What the exercise asks:
Give the count of lines in the records below that contain "match", and say nothing more.

Material supplied:
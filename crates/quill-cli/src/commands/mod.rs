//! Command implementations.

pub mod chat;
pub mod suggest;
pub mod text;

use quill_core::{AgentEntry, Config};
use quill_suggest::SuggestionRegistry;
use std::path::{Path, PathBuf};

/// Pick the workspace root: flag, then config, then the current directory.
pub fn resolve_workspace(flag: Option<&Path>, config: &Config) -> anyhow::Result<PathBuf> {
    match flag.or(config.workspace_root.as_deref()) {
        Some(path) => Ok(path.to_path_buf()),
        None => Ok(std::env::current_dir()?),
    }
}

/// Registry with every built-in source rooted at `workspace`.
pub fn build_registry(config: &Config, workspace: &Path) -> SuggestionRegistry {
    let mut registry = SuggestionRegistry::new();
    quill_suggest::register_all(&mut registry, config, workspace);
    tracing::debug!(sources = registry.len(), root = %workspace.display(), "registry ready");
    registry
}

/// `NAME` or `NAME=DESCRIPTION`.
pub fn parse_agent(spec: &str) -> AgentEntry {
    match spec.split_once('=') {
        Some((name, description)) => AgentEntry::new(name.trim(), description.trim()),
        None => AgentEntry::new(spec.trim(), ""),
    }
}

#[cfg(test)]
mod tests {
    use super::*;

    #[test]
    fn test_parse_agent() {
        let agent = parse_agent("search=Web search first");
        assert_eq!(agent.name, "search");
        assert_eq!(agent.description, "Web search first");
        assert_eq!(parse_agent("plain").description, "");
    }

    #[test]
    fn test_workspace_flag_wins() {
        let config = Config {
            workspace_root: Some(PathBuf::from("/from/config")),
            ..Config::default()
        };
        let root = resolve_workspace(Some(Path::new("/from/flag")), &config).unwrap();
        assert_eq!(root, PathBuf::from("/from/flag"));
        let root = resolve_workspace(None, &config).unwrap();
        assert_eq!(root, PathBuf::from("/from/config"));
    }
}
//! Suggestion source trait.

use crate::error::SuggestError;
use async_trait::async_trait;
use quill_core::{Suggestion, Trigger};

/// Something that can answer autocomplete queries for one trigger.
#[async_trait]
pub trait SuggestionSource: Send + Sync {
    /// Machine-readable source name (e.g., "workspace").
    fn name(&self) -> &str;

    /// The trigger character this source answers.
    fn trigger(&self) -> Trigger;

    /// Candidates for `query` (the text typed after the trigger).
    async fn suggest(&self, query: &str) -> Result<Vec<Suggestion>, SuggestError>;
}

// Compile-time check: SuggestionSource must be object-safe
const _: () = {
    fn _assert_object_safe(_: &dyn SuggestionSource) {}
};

==

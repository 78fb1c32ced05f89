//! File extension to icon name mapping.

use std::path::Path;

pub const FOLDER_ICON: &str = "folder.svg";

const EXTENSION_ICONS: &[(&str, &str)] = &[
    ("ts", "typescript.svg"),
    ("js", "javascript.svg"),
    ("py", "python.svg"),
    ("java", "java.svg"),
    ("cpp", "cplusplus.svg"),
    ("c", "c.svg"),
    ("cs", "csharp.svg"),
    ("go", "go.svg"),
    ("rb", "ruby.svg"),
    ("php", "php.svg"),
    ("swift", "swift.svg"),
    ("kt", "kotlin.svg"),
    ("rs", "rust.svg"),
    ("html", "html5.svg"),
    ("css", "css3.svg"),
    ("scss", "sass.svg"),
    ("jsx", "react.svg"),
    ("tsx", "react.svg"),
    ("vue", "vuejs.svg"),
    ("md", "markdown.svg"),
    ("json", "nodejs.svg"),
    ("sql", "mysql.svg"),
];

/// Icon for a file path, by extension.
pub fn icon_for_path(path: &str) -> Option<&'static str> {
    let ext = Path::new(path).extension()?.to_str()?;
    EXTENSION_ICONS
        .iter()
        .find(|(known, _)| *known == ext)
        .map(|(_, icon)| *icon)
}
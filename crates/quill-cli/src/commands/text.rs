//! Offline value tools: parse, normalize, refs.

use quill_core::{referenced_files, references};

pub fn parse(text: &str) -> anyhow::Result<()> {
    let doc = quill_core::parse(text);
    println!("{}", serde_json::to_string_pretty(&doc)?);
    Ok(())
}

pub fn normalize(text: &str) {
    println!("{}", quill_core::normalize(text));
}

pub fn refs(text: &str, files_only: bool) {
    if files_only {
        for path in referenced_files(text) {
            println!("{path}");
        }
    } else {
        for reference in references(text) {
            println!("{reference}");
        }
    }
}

Answer to the exercise:
2